Sometimes when the sight of all that garbage and the sound of all that silence would become too much, he would leave his little cubicle next to the freight elevator, he would climb to the upper deck just above the spot where Dusty Rhodes’ heroic World Series homer had landed in 1954 and stand there looking down at the scarred earth and cats slithering in and out of the broken seats and then lift his eyes to the pigeons above.
"I’d try to remember the thing I saw there when I was a 14 and the PAL took us to see the Giants play the Dodgers. That was three years’ before they left. I had a hot dog in my hand and somebody hit a home run and it was coming right at me. I thought I could catch it and then show it off to everyone at school but it hit me in the mouth. I had a busted lip and no hot dog.
"Now I’m alone most of the time.
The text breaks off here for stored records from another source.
impl MutexTable {
    pub const fn new() -> Self {
        Self {
            mutexes: Arena::new(),
        }
    }

    pub fn create(&mut self, kind: Kind, protocol: Protocol) -> MutexId {
        self.mutexes.insert(Mutex {
            kind,
            protocol,
            owner: None,
            recursion: 0,
            waiters: WaitQueue::new(),
        })
    }

    pub fn destroy(&mut self, id: MutexId) -> Option<()> {
        self.mutexes.remove(id).map(|_| ())
    }

    pub fn get(&self, id: MutexId) -> Option<&Mutex> {
        self.mutexes.get(id)
    }

    /// Try to lock `id` without blocking. On contention returns
    /// `Err(Error::Ebusy)`.
    pub fn try_lock<P: Port, C: Config>(
        &mut self,
        kernel: &mut Kernel<P, C>,
        cs: &mut CriticalSection<P>,
        id: MutexId,
    ) -> Result<(), Error> {
        self.lock_inner(kernel, cs, id, None)
    }

    /// Lock `id`, blocking (optionally with a timeout) if it's held.
    pub fn lock<P: Port, C: Config>(
        &mut self,
        kernel: &mut Kernel<P, C>,
        cs: &mut CriticalSection<P>,
        id: MutexId,
        timeout: Option<Duration>,
    ) -> Result<(), Error> {
        self.lock_inner(kernel, cs, id, Some(timeout))
    }

    fn lock_inner<P: Port, C: Config>(
        &mut self,
        kernel: &mut Kernel<P, C>,
        cs: &mut CriticalSection<P>,
        id: MutexId,
        blocking: Option<Option<Duration>>,
    ) -> Result<(), Error> {
        let current = kernel.current().ok_or(Error::Eperm)?;
        let current_thread = kernel.thread(current).ok_or(Error::Einval)?;
        let current_priority = current_thread.effective_priority;
        let current_base_priority = current_thread.base_priority;

        let mutex = self.mutexes.get_mut(id).ok_or(Error::Einval)?;

        // §4.3/§7: the ceiling guard rejects on the caller's *base*
        // priority, not its possibly-boosted effective priority — a thread
        // whose effective priority is transiently above the ceiling (e.g.
        // via inheritance from an unrelated mutex) may still take this one.
        if let Protocol::Ceiling(ceiling) = mutex.protocol {
            if ceiling < current_base_priority {
                return Err(Error::Einval);
            }
        }

        match mutex.owner {
            None => {
                mutex.owner = Some(current);
                mutex.recursion = 1;
                log::debug!("mutex {:?} locked by {:?}", id, current);
                self.grant(kernel, cs, id, current);
                Ok(())
            }
            Some(owner) if owner == current => match mutex.kind {
                Kind::Recursive => {
                    if mutex.recursion >= C::MAX_RECURSIVE_LOCKS {
                        return Err(Error::Eagain);
                    }
                    mutex.recursion += 1;
                    Ok(())
                }
                Kind::ErrorChecking => Err(Error::Edeadlk),
                Kind::Normal => self.block_on(kernel, cs, id, current, current_priority, blocking),
            },
            Some(_) => self.block_on(kernel, cs, id, current, current_priority, blocking),
        }
    }

    fn block_on<P: Port, C: Config>(
        &mut self,
        kernel: &mut Kernel<P, C>,
        cs: &mut CriticalSection<P>,
        id: MutexId,
        current: ThreadId,
        current_priority: u8,
        blocking: Option<Option<Duration>>,
    ) -> Result<(), Error> {
        let Some(blocking) = blocking else {
            return Err(Error::Ebusy);
        };
        let mutex = self.mutexes.get_mut(id).ok_or(Error::Einval)?;
        mutex.waiters.insert(current, current_priority);
        self.propagate_inheritance(kernel, cs, id);

        let deadline = blocking.map(|d| kernel.now() + d);
        let reason = kernel.block_current(cs, WaitTarget::Mutex(id), deadline)?;
        match reason {
            UnblockReason::TimedOut => {
                if let Some(mutex) = self.mutexes.get_mut(id) {
                    mutex.waiters.remove(current);
                }
                Err(Error::Etimedout)
            }
            _ => Ok(()),
        }
    }

    /// Grant `id` to `thread` outright and wake it, without going through
    /// `lock_inner`. Used by `condvar::notify_*` to hand a woken waiter
    /// straight into ownership of the mutex it's re-acquiring, when that
    /// mutex happens to be free.
    pub fn grant_directly<P: Port, C: Config>(
        &mut self,
        kernel: &mut Kernel<P, C>,
        cs: &mut CriticalSection<P>,
        id: MutexId,
        thread: ThreadId,
    ) {
        if let Some(mutex) = self.mutexes.get_mut(id) {
            mutex.owner = Some(thread);
            mutex.recursion = 1;
        }
        self.grant(kernel, cs, id, thread);
        kernel.unblock(cs, thread, UnblockReason::Normal);
    }

    /// Queue an already-blocked `thread` directly onto `id`'s wait list and
    /// retarget its wait without ever making it Ready in between. Used by
    /// `condvar::notify_*` when the mutex a waiter is re-acquiring is still
    /// held by someone else.
    pub fn queue_for_handoff<P: Port, C: Config>(
        &mut self,
        kernel: &mut Kernel<P, C>,
        cs: &mut CriticalSection<P>,
        id: MutexId,
        thread: ThreadId,
        priority: u8,
    ) {
        if let Some(mutex) = self.mutexes.get_mut(id) {
            mutex.waiters.insert(thread, priority);
        }
        kernel.retarget_wait(thread, WaitTarget::Mutex(id));
        self.propagate_inheritance(kernel, cs, id);
    }

    /// Hand the mutex to `new_owner` (called either on an uncontended lock,
    /// or when `unlock` wakes the highest-priority waiter) and apply this
    /// mutex's protocol to the new owner's effective priority.
    fn grant<P: Port, C: Config>(
        &mut self,
        kernel: &mut Kernel<P, C>,
        cs: &mut CriticalSection<P>,
        id: MutexId,
        new_owner: ThreadId,
    ) {
        if let Some(thread) = kernel.thread_mut(new_owner) {
            if !thread.owned_mutexes.contains(&id) {
                thread.owned_mutexes.push(id);
            }
        }
        self.recompute_effective_priority(kernel, cs, new_owner);
    }

    /// A higher-priority waiter just joined `id`'s wait list (or a thread's
    /// own base priority just changed): walk the lock-wait chain, boosting
    /// each mutex owner in turn, stopping when a step makes no difference
    /// or the chain bottoms out in a thread that owns nothing further.
    fn propagate_inheritance<P: Port, C: Config>(
        &mut self,
        kernel: &mut Kernel<P, C>,
        cs: &mut CriticalSection<P>,
        start: MutexId,
    ) {
        let mut current_mutex = Some(start);
        // Bounded by the number of live mutexes; a cycle would mean two
        // mutexes each think the other's owner is blocked on them, which
        // `lock_inner` never creates.
        for _ in 0..self.mutexes.len() {
            let Some(mid) = current_mutex else { break };
            let Some(mutex) = self.mutexes.get(mid) else {
                break;
            };
            if mutex.protocol != Protocol::Inherit {
                break;
            }
            let Some(owner) = mutex.owner else { break };
            let Some(waiter_priority) = mutex.waiters.highest_priority() else {
                break;
            };
            let owner_priority = kernel.thread(owner).map(|t| t.effective_priority).unwrap_or(0);
            if waiter_priority <= owner_priority {
                break;
            }
            log::debug!(
                "mutex {:?}: inheriting priority {} to owner {:?}",
                mid,
                waiter_priority,
                owner
            );
            kernel.set_effective_priority(cs, owner, waiter_priority);

            current_mutex = match kernel.thread(owner).map(|t| &t.state) {
                Some(ThreadState::Blocked {
                    target: WaitTarget::Mutex(next),
                    ..
                }) => Some(*next),
                _ => None,
            };
        }
    }

    /// Unlock `id`. Errors if the calling thread isn't the owner
    /// ([`Error::Eperm`]), matching `r3_kernel::mutex::unlock`'s ownership
    /// check.
    pub fn unlock<P: Port, C: Config>(
        &mut self,
        kernel: &mut Kernel<P, C>,
        cs: &mut CriticalSection<P>,
        id: MutexId,
    ) -> Result<(), Error> {
        let current = kernel.current().ok_or(Error::Eperm)?;
        let mutex = self.mutexes.get_mut(id).ok_or(Error::Einval)?;

        if mutex.owner != Some(current) {
            return Err(Error::Eperm);
        }

        if mutex.recursion > 1 {
            mutex.recursion -= 1;
            return Ok(());
        }

        mutex.recursion = 0;
        mutex.owner = None;
        log::debug!("mutex {:?} unlocked by {:?}", id, current);
        if let Some(thread) = kernel.thread_mut(current) {
            thread.owned_mutexes.retain(|&m| m != id);
        }
        self.recompute_effective_priority(kernel, cs, current);

        let next_owner = self.mutexes.get_mut(id).and_then(|m| m.waiters.pop_highest());
        if let Some(next_owner) = next_owner {
            if let Some(mutex) = self.mutexes.get_mut(id) {
                mutex.owner = Some(next_owner);
                mutex.recursion = 1;
            }
            self.grant(kernel, cs, id, next_owner);
            kernel.unblock(cs, next_owner, UnblockReason::Normal);
        }
        Ok(())
    }

    /// Recompute `thread`'s effective priority from scratch: its base
    /// priority, boosted by the ceiling/highest-waiter contribution of
    /// every mutex it currently holds. Called after any change to the set
    /// of mutexes a thread owns, or to what's waiting on one of them.
    pub fn recompute_effective_priority<P: Port, C: Config>(
        &self,
        kernel: &mut Kernel<P, C>,
        cs: &mut CriticalSection<P>,
        thread: ThreadId,
    ) {
        let Some(t) = kernel.thread(thread) else {
            return;
        };
        let mut effective = t.base_priority;
        let owned: Vec<MutexId> = t.owned_mutexes.clone();
        for mid in owned {
            if let Some(mutex) = self.mutexes.get(mid) {
                match mutex.protocol {
                    Protocol::None => {}
                    Protocol::Ceiling(ceiling) => effective = effective.max(ceiling),
                    Protocol::Inherit => {
                        if let Some(p) = mutex.waiters.highest_priority() {
                            effective = effective.max(p);
                        }
                    }
                }
            }
        }
        kernel.set_effective_priority(cs, thread, effective);
    }

    /// Remove `thread` from every wait list it's queued on in this table
    /// (used when a thread is force-woken by a signal or destroyed).
    pub fn remove_waiter(&mut self, thread: ThreadId) {
        for (_, mutex) in self.mutexes.iter_mut() {
            mutex.waiters.remove(thread);
        }
    }
}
The people who come here are the ones who really care. A guy came with a shovel and I let him take some Polo Grounds dirt away. Another guy came with his son and as they looked down the old man said `this is the way it was ‘’ but he was talking to himself because the kid didn’t understand. How could he? He never saw what his dad saw.
"It was like I was living with ghosts those two months. It got so I didn't want them to tear it down. On the last day I felt lousy. Then George Beatty, the night guy came to relieve me for the last time. I walked away on to 155th Street and then turned and looked back and I thought—and I guess it sounds stupid—I thought damn, why did they have to tear it down?’’
I’m 86 year old now but I remember the first time I saw the same Stadium. I was 10 and as we climbed the subway stairs toward daylight I saw it towering above the skyline. I thought it was a cathedral.
And I know that had I been there that day in 1967, just like Adolphus Freeman I would have said:
“Damn, why did they have to tear it down.”